Tuesday, September 16, 2014
After a week of unprecedented bad publicity, the NFL has hired four women to shape new policies on domestic violence and sexual assault.
The announcement was something of a mixed message, coming just moments before the Minnesota Vikings announced that Adrian Peterson, who was arrested Saturday for recklessly or negligently injuring a child, was cleared to play Sunday.
Commissioner Roger Goodell made the announcement in a letter to owners, writing that the goal is “to make a real difference on these and other issues.”
Anna Isaacson, currently a league vice-president of community relations and philanthropy, assumed the additional title of vice-president of social responsibility. She will oversee initiatives aimed at raising awareness about the issues and decreasing the instances of violence. Lisa Friel, Jane Randel and Rita Smith were hired as senior advisers because of their experience with the issues. Friel is the former head of sex-crimes prosecution for the Manhattan district attorney; Randel is a co-founder of NO MORE, an advocacy group focusing on domestic violence and sexual assault; and Smith is former executive director of the National Coalition Against Domestic Violence.

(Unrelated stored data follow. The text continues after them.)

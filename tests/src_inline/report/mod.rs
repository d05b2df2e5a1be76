use super::*;
use crate::model::cost::CostEstimate;
use crate::model::scores::MemberAverages;
use crate::report::json::render_summary_json;
use crate::report::text::render_report_text;

fn empty_summary() -> SummaryData {
    SummaryData {
        tool: "annoqc".to_string(),
        tool_version: "0.0.0".to_string(),
        input: InputSummary {
            individual_source: None,
            team_source: "rollup of member rows".to_string(),
            n_member_records: 0,
            n_members: 0,
            n_team_periods: 0,
            horizon: 24,
        },
        worst_performer: None,
        rankings: Vec::new(),
        cost: CostSummary {
            estimate: CostEstimate::default(),
            benchmark_week: None,
            rework_cost_display: format_currency(0.0),
            downstream_impact_display: format_currency(0.0),
            total_display: format_currency(0.0),
            breakdown: Vec::new(),
        },
        diagnostics: Vec::new(),
        config: DashboardConfig::default_v1(),
    }
}

#[test]
fn test_format_currency() {
    assert_eq!(format_currency(0.0), "$0");
    assert_eq!(format_currency(999.4), "$999");
    assert_eq!(format_currency(1234.0), "$1,234");
    assert_eq!(format_currency(600_000.0000001), "$600,000");
    assert_eq!(format_currency(1_234_567.8), "$1,234,568");
    assert_eq!(format_currency(-1234.0), "-$1,234");
    assert_eq!(format_currency(f64::NAN), "n/a");
    assert_eq!(format_currency(f64::INFINITY), "n/a");
}

#[test]
fn test_format_helpers() {
    assert_eq!(format_f64_6(0.5), "0.500000");
    assert_eq!(format_percent(0.0234), "2.34%");
    assert_eq!(round_to(0.9876, 3), 0.988);
    assert_eq!(round_to(12.345, 0), 12.0);
}

#[test]
fn test_text_report_without_data() {
    let text = render_report_text(&empty_summary());
    assert!(text.contains("No data available."));
    assert!(!text.contains("Member ranking"));
}

#[test]
fn test_text_report_with_rankings() {
    let mut data = empty_summary();
    data.input.n_member_records = 2;
    data.input.n_members = 1;
    data.rankings.push(CompositeScore {
        entity_id: "Alex".to_string(),
        score: 0.75,
        averages: MemberAverages {
            avg_throughput: 650.0,
            avg_rework_rate: 0.18,
            avg_precision: 0.88,
            avg_agreement: 0.75,
            periods: 2,
        },
    });
    data.worst_performer = Some("Alex".to_string());
    let text = render_report_text(&data);
    assert!(text.contains("Alex"));
    assert!(text.contains("score=0.750000"));
    assert!(text.contains("Worst performer: Alex"));
    assert!(text.contains("No team series; cost not estimated."));
}

#[test]
fn test_summary_json_flattens_estimate() {
    let json = render_summary_json(&empty_summary()).unwrap();
    let value: serde_json::Value = serde_json::from_str(&json).unwrap();
    assert_eq!(value["tool"], "annoqc");
    assert_eq!(value["cost"]["total"], 0.0);
    assert_eq!(value["cost"]["total_display"], "$0");
    assert!(value["worst_performer"].is_null());
    assert_eq!(value["config"]["horizon"], 24);
}
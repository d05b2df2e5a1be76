pub mod stage1_aggregate;
pub mod stage2_rank;
pub mod stage3_cost;
pub mod stage4_diagnostics;
pub mod stage5_report;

Tuesday, September 9, 2014
The two Raiderette cheerleaders who revolted against the team this year—suing the Oakland Raiders for paying them less than minimum wage, withholding paychecks until the end of the season, and never reimbursing them for business expenses—have declared victory. Lacy T. and Sarah G., who filed a class-action suit on behalf of their fellow Raiderettes this spring, have reached a settlement with the NFL franchise. The team will pay out a total of $1.25 million to 90 women who cheered between 2010 and 2013. That translates to an average $6,000 payout per cheerleader per season for the first three seasons covered by the suit, and an average of $2,500 each for the final season. (Right before Lacy’s lawsuit hit, the Raiders unexpectedly padded the 2013 cheerleaders’ checks with additional cash). According to Sharon Vinick, lawyer for the Raiderettes, future Raider cheerleaders will be paid minimum wage for all hours worked, receive checks every two weeks, and be reimbursed for business expenses they incur in the course of the job.
“We are excited that the Raiders have decided to pay their current cheerleaders in accordance with the law,” Sarah G. said in a statement through her attorney. “This was our goal and I am pleased to say I was a part of an organization whose management decided to make these changes. Now we can just go back to dancing, being respected and taking down the Niners when they try to step onto our field!”
Is the settlement fair? $1.25 million sure sounds like a big number, and for many current and former Raiderettes, the split ain’t bad: The women who cheered for all four seasons covered by the suit could stand to receive checks for more than $20,000. (As for the naysaying cheerleaders who complained that Lacy T. and Sarah G. were making them look bad by speaking up: If they fail to cash their checks, the money will be donated to Girls Inc., an Alameda County nonprofit that provides enrichment activities for local girls.)
Saturday, September 6, 2014
Slate, The Meaning of Pink and
Saturday, August 30, 2014
NFL Commissioner Roger Goodell has announced new guidelines for how the league will handle incidents of domestic violence and sexual assault. The change in policy, explained an open letter to team owners, come a month after the NFL was criticized for how it handled player Ray Rice's arrest on domestic violence charges.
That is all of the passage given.